* Exercise brief: The response should consist of the records that follow, repeated exactly.

[Saved entries]
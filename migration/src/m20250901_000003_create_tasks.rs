use sea_orm_migration::prelude::*;

#[derive(DeriveIden)]
enum Businesses {
    Table,
    Id,
    UserId,
    BusinessName,
    BusinessEmail,
    BusinessPhone,
    BusinessLogo,
    BusinessDescription,
    WalletBalance,
    IsVerified,
    IsActive,
    CreatedAt,
    UpdatedAt,
}

#[derive(DeriveIden)]
enum Tasks {
    Table,
    Id,
    BusinessId,
    Title,
    Description,
    Category,
    RewardAmount,
    TotalSlots,
    CompletedSlots,
    RequiresProof,
    ProofInstructions,
    TaskUrl,
    TaskImage,
    Status,
    AdminNotes,
    ApprovedBy,
    ApprovedAt,
    ExpiresAt,
    CreatedAt,
    UpdatedAt,
}

#[derive(DeriveIden)]
enum TaskCompletions {
    Table,
    Id,
    TaskId,
    UserId,
    ProofUrl,
    ProofText,
    Status,
    RewardAmount,
    ReviewedBy,
    ReviewedAt,
    RejectionReason,
    CreatedAt,
    UpdatedAt,
}

#[derive(DeriveMigrationName)]
pub struct Migration;

fn timestamp_now<T: IntoIden>(col: T) -> ColumnDef {
    ColumnDef::new(col)
        .timestamp_with_time_zone()
        .not_null()
        .default(Expr::cust("NOW()"))
        .to_owned()
}

#[async_trait::async_trait]
impl MigrationTrait for Migration {
    async fn up(&self, manager: &SchemaManager) -> Result<(), DbErr> {
        manager
            .create_table(
                Table::create()
                    .table(Businesses::Table)
                    .if_not_exists()
                    .col(
                        ColumnDef::new(Businesses::Id)
                            .big_integer()
                            .not_null()
                            .auto_increment()
                            .primary_key(),
                    )
                    .col(
                        ColumnDef::new(Businesses::UserId)
                            .big_integer()
                            .not_null()
                            .unique_key(),
                    )
                    .col(
                        ColumnDef::new(Businesses::BusinessName)
                            .string_len(255)
                            .not_null(),
                    )
                    .col(
                        ColumnDef::new(Businesses::BusinessEmail)
                            .string_len(320)
                            .null(),
                    )
                    .col(
                        ColumnDef::new(Businesses::BusinessPhone)
                            .string_len(20)
                            .null(),
                    )
                    .col(ColumnDef::new(Businesses::BusinessLogo).text().null())
                    .col(ColumnDef::new(Businesses::BusinessDescription).text().null())
                    .col(
                        ColumnDef::new(Businesses::WalletBalance)
                            .big_integer()
                            .not_null()
                            .default(0),
                    )
                    .col(
                        ColumnDef::new(Businesses::IsVerified)
                            .boolean()
                            .not_null()
                            .default(false),
                    )
                    .col(
                        ColumnDef::new(Businesses::IsActive)
                            .boolean()
                            .not_null()
                            .default(true),
                    )
                    .col(&mut timestamp_now(Businesses::CreatedAt))
                    .col(&mut timestamp_now(Businesses::UpdatedAt))
                    .to_owned(),
            )
            .await?;

        manager
            .create_table(
                Table::create()
                    .table(Tasks::Table)
                    .if_not_exists()
                    .col(
                        ColumnDef::new(Tasks::Id)
                            .big_integer()
                            .not_null()
                            .auto_increment()
                            .primary_key(),
                    )
                    .col(ColumnDef::new(Tasks::BusinessId).big_integer().not_null())
                    .col(ColumnDef::new(Tasks::Title).string_len(255).not_null())
                    .col(ColumnDef::new(Tasks::Description).text().not_null())
                    .col(ColumnDef::new(Tasks::Category).string_len(100).null())
                    .col(ColumnDef::new(Tasks::RewardAmount).big_integer().not_null())
                    .col(
                        ColumnDef::new(Tasks::TotalSlots)
                            .integer()
                            .not_null()
                            .default(100),
                    )
                    .col(
                        ColumnDef::new(Tasks::CompletedSlots)
                            .integer()
                            .not_null()
                            .default(0),
                    )
                    .col(
                        ColumnDef::new(Tasks::RequiresProof)
                            .boolean()
                            .not_null()
                            .default(false),
                    )
                    .col(ColumnDef::new(Tasks::ProofInstructions).text().null())
                    .col(ColumnDef::new(Tasks::TaskUrl).text().null())
                    .col(ColumnDef::new(Tasks::TaskImage).text().null())
                    .col(
                        ColumnDef::new(Tasks::Status)
                            .custom(Alias::new("task_status"))
                            .not_null()
                            .default(Expr::cust("'draft'::task_status")),
                    )
                    .col(ColumnDef::new(Tasks::AdminNotes).text().null())
                    .col(ColumnDef::new(Tasks::ApprovedBy).big_integer().null())
                    .col(
                        ColumnDef::new(Tasks::ApprovedAt)
                            .timestamp_with_time_zone()
                            .null(),
                    )
                    .col(
                        ColumnDef::new(Tasks::ExpiresAt)
                            .timestamp_with_time_zone()
                            .null(),
                    )
                    .col(&mut timestamp_now(Tasks::CreatedAt))
                    .col(&mut timestamp_now(Tasks::UpdatedAt))
                    .to_owned(),
            )
            .await?;

        manager
            .create_index(
                Index::create()
                    .if_not_exists()
                    .name("idx_tasks_business")
                    .table(Tasks::Table)
                    .col(Tasks::BusinessId)
                    .to_owned(),
            )
            .await?;

        manager
            .create_index(
                Index::create()
                    .if_not_exists()
                    .name("idx_tasks_status")
                    .table(Tasks::Table)
                    .col(Tasks::Status)
                    .to_owned(),
            )
            .await?;

        manager
            .create_table(
                Table::create()
                    .table(TaskCompletions::Table)
                    .if_not_exists()
                    .col(
                        ColumnDef::new(TaskCompletions::Id)
                            .big_integer()
                            .not_null()
                            .auto_increment()
                            .primary_key(),
                    )
                    .col(
                        ColumnDef::new(TaskCompletions::TaskId)
                            .big_integer()
                            .not_null(),
                    )
                    .col(
                        ColumnDef::new(TaskCompletions::UserId)
                            .big_integer()
                            .not_null(),
                    )
                    .col(ColumnDef::new(TaskCompletions::ProofUrl).text().null())
                    .col(ColumnDef::new(TaskCompletions::ProofText).text().null())
                    .col(
                        ColumnDef::new(TaskCompletions::Status)
                            .custom(Alias::new("task_completion_status"))
                            .not_null()
                            .default(Expr::cust("'pending'::task_completion_status")),
                    )
                    .col(
                        ColumnDef::new(TaskCompletions::RewardAmount)
                            .big_integer()
                            .not_null(),
                    )
                    .col(
                        ColumnDef::new(TaskCompletions::ReviewedBy)
                            .big_integer()
                            .null(),
                    )
                    .col(
                        ColumnDef::new(TaskCompletions::ReviewedAt)
                            .timestamp_with_time_zone()
                            .null(),
                    )
                    .col(ColumnDef::new(TaskCompletions::RejectionReason).text().null())
                    .col(&mut timestamp_now(TaskCompletions::CreatedAt))
                    .col(&mut timestamp_now(TaskCompletions::UpdatedAt))
                    .to_owned(),
            )
            .await?;

        // at most one completion per (task, user)
        manager
            .create_index(
                Index::create()
                    .if_not_exists()
                    .name("idx_task_completions_task_user_unique")
                    .table(TaskCompletions::Table)
                    .col(TaskCompletions::TaskId)
                    .col(TaskCompletions::UserId)
                    .unique()
                    .to_owned(),
            )
            .await?;

        manager
            .create_index(
                Index::create()
                    .if_not_exists()
                    .name("idx_task_completions_status")
                    .table(TaskCompletions::Table)
                    .col(TaskCompletions::Status)
                    .to_owned(),
            )
            .await?;

        Ok(())
    }

    async fn down(&self, manager: &SchemaManager) -> Result<(), DbErr> {
        manager
            .drop_table(
                Table::drop()
                    .if_exists()
                    .table(TaskCompletions::Table)
                    .to_owned(),
            )
            .await?;
        manager
            .drop_table(Table::drop().if_exists().table(Tasks::Table).to_owned())
            .await?;
        manager
            .drop_table(Table::drop().if_exists().table(Businesses::Table).to_owned())
            .await?;
        Ok(())
    }
}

* Exercise solution:
filename migration/src/m20250901_000003_create_tasks.rs
use sea_orm_migration::prelude::*;

#[derive(DeriveIden)]
enum Businesses {
    Table,
    Id,
    UserId,
    BusinessName,
    BusinessEmail,
    BusinessPhone,
    BusinessLogo,
    BusinessDescription,
    WalletBalance,
    IsVerified,
    IsActive,
    CreatedAt,
    UpdatedAt,
}

#[derive(DeriveIden)]
enum Tasks {
    Table,
    Id,
    BusinessId,
    Title,
    Description,
    Category,
    RewardAmount,
    TotalSlots,
    CompletedSlots,
    RequiresProof,
    ProofInstructions,
    TaskUrl,
    TaskImage,
    Status,
    AdminNotes,
    ApprovedBy,
    ApprovedAt,
    ExpiresAt,
    CreatedAt,
    UpdatedAt,
}

#[derive(DeriveIden)]
enum TaskCompletions {
    Table,
    Id,
    TaskId,
    UserId,
    ProofUrl,
    ProofText,
    Status,
    RewardAmount,
    ReviewedBy,
    ReviewedAt,
    RejectionReason,
    CreatedAt,
    UpdatedAt,
}

#[derive(DeriveMigrationName)]
pub struct Migration;

fn timestamp_now<T: IntoIden>(col: T) -> ColumnDef {
    ColumnDef::new(col)
        .timestamp_with_time_zone()
        .not_null()
        .default(Expr::cust("NOW()"))
        .to_owned()
}

#[async_trait::async_trait]
impl MigrationTrait for Migration {
    async fn up(&self, manager: &SchemaManager) -> Result<(), DbErr> {
        manager
            .create_table(
                Table::create()
                    .table(Businesses::Table)
                    .if_not_exists()
                    .col(
                        ColumnDef::new(Businesses::Id)
                            .big_integer()
                            .not_null()
                            .auto_increment()
                            .primary_key(),
                    )
                    .col(
                        ColumnDef::new(Businesses::UserId)
                            .big_integer()
                            .not_null()
                            .unique_key(),
                    )
                    .col(
                        ColumnDef::new(Businesses::BusinessName)
                            .string_len(255)
                            .not_null(),
                    )
                    .col(
                        ColumnDef::new(Businesses::BusinessEmail)
                            .string_len(320)
                            .null(),
                    )
                    .col(
                        ColumnDef::new(Businesses::BusinessPhone)
                            .string_len(20)
                            .null(),
                    )
                    .col(ColumnDef::new(Businesses::BusinessLogo).text().null())
                    .col(ColumnDef::new(Businesses::BusinessDescription).text().null())
                    .col(
                        ColumnDef::new(Businesses::WalletBalance)
                            .big_integer()
                            .not_null()
                            .default(0),
                    )
                    .col(
                        ColumnDef::new(Businesses::IsVerified)
                            .boolean()
                            .not_null()
                            .default(false),
                    )
                    .col(
                        ColumnDef::new(Businesses::IsActive)
                            .boolean()
                            .not_null()
                            .default(true),
                    )
                    .col(&mut timestamp_now(Businesses::CreatedAt))
                    .col(&mut timestamp_now(Businesses::UpdatedAt))
                    .to_owned(),
            )
            .await?;

        manager
            .create_table(
                Table::create()
                    .table(Tasks::Table)
                    .if_not_exists()
                    .col(
                        ColumnDef::new(Tasks::Id)
                            .big_integer()
                            .not_null()
                            .auto_increment()
                            .primary_key(),
                    )
                    .col(ColumnDef::new(Tasks::BusinessId).big_integer().not_null())
                    .col(ColumnDef::new(Tasks::Title).string_len(255).not_null())
                    .col(ColumnDef::new(Tasks::Description).text().not_null())
                    .col(ColumnDef::new(Tasks::Category).string_len(100).null())
                    .col(ColumnDef::new(Tasks::RewardAmount).big_integer().not_null())
                    .col(
                        ColumnDef::new(Tasks::TotalSlots)
                            .integer()
                            .not_null()
                            .default(100),
                    )
                    .col(
                        ColumnDef::new(Tasks::CompletedSlots)
                            .integer()
                            .not_null()
                            .default(0),
                    )
                    .col(
                        ColumnDef::new(Tasks::RequiresProof)
                            .boolean()
                            .not_null()
                            .default(false),
                    )
                    .col(ColumnDef::new(Tasks::ProofInstructions).text().null())
                    .col(ColumnDef::new(Tasks::TaskUrl).text().null())
                    .col(ColumnDef::new(Tasks::TaskImage).text().null())
                    .col(
                        ColumnDef::new(Tasks::Status)
                            .custom(Alias::new("task_status"))
                            .not_null()
                            .default(Expr::cust("'draft'::task_status")),
                    )
                    .col(ColumnDef::new(Tasks::AdminNotes).text().null())
                    .col(ColumnDef::new(Tasks::ApprovedBy).big_integer().null())
                    .col(
                        ColumnDef::new(Tasks::ApprovedAt)
                            .timestamp_with_time_zone()
                            .null(),
                    )
                    .col(
                        ColumnDef::new(Tasks::ExpiresAt)
                            .timestamp_with_time_zone()
                            .null(),
                    )
                    .col(&mut timestamp_now(Tasks::CreatedAt))
                    .col(&mut timestamp_now(Tasks::UpdatedAt))
                    .to_owned(),
            )
            .await?;

        manager
            .create_index(
                Index::create()
                    .if_not_exists()
                    .name("idx_tasks_business")
                    .table(Tasks::Table)
                    .col(Tasks::BusinessId)
                    .to_owned(),
            )
            .await?;

        manager
            .create_index(
                Index::create()
                    .if_not_exists()
                    .name("idx_tasks_status")
                    .table(Tasks::Table)
                    .col(Tasks::Status)
                    .to_owned(),
            )
            .await?;

        manager
            .create_table(
                Table::create()
                    .table(TaskCompletions::Table)
                    .if_not_exists()
                    .col(
                        ColumnDef::new(TaskCompletions::Id)
                            .big_integer()
                            .not_null()
                            .auto_increment()
                            .primary_key(),
                    )
                    .col(
                        ColumnDef::new(TaskCompletions::TaskId)
                            .big_integer()
                            .not_null(),
                    )
                    .col(
                        ColumnDef::new(TaskCompletions::UserId)
                            .big_integer()
                            .not_null(),
                    )
                    .col(ColumnDef::new(TaskCompletions::ProofUrl).text().null())
                    .col(ColumnDef::new(TaskCompletions::ProofText).text().null())
                    .col(
                        ColumnDef::new(TaskCompletions::Status)
                            .custom(Alias::new("task_completion_status"))
                            .not_null()
                            .default(Expr::cust("'pending'::task_completion_status")),
                    )
                    .col(
                        ColumnDef::new(TaskCompletions::RewardAmount)
                            .big_integer()
                            .not_null(),
                    )
                    .col(
                        ColumnDef::new(TaskCompletions::ReviewedBy)
                            .big_integer()
                            .null(),
                    )
                    .col(
                        ColumnDef::new(TaskCompletions::ReviewedAt)
                            .timestamp_with_time_zone()
                            .null(),
                    )
                    .col(ColumnDef::new(TaskCompletions::RejectionReason).text().null())
                    .col(&mut timestamp_now(TaskCompletions::CreatedAt))
                    .col(&mut timestamp_now(TaskCompletions::UpdatedAt))
                    .to_owned(),
            )
            .await?;

        // at most one completion per (task, user)
        manager
            .create_index(
                Index::create()
                    .if_not_exists()
                    .name("idx_task_completions_task_user_unique")
                    .table(TaskCompletions::Table)
                    .col(TaskCompletions::TaskId)
                    .col(TaskCompletions::UserId)
                    .unique()
                    .to_owned(),
            )
            .await?;

        manager
            .create_index(
                Index::create()
                    .if_not_exists()
                    .name("idx_task_completions_status")
                    .table(TaskCompletions::Table)
                    .col(TaskCompletions::Status)
                    .to_owned(),
            )
            .await?;

        Ok(())
    }

    async fn down(&self, manager: &SchemaManager) -> Result<(), DbErr> {
        manager
            .drop_table(
                Table::drop()
                    .if_exists()
                    .table(TaskCompletions::Table)
                    .to_owned(),
            )
            .await?;
        manager
            .drop_table(Table::drop().if_exists().table(Tasks::Table).to_owned())
            .await?;
        manager
            .drop_table(Table::drop().if_exists().table(Businesses::Table).to_owned())
            .await?;
        Ok(())
    }
}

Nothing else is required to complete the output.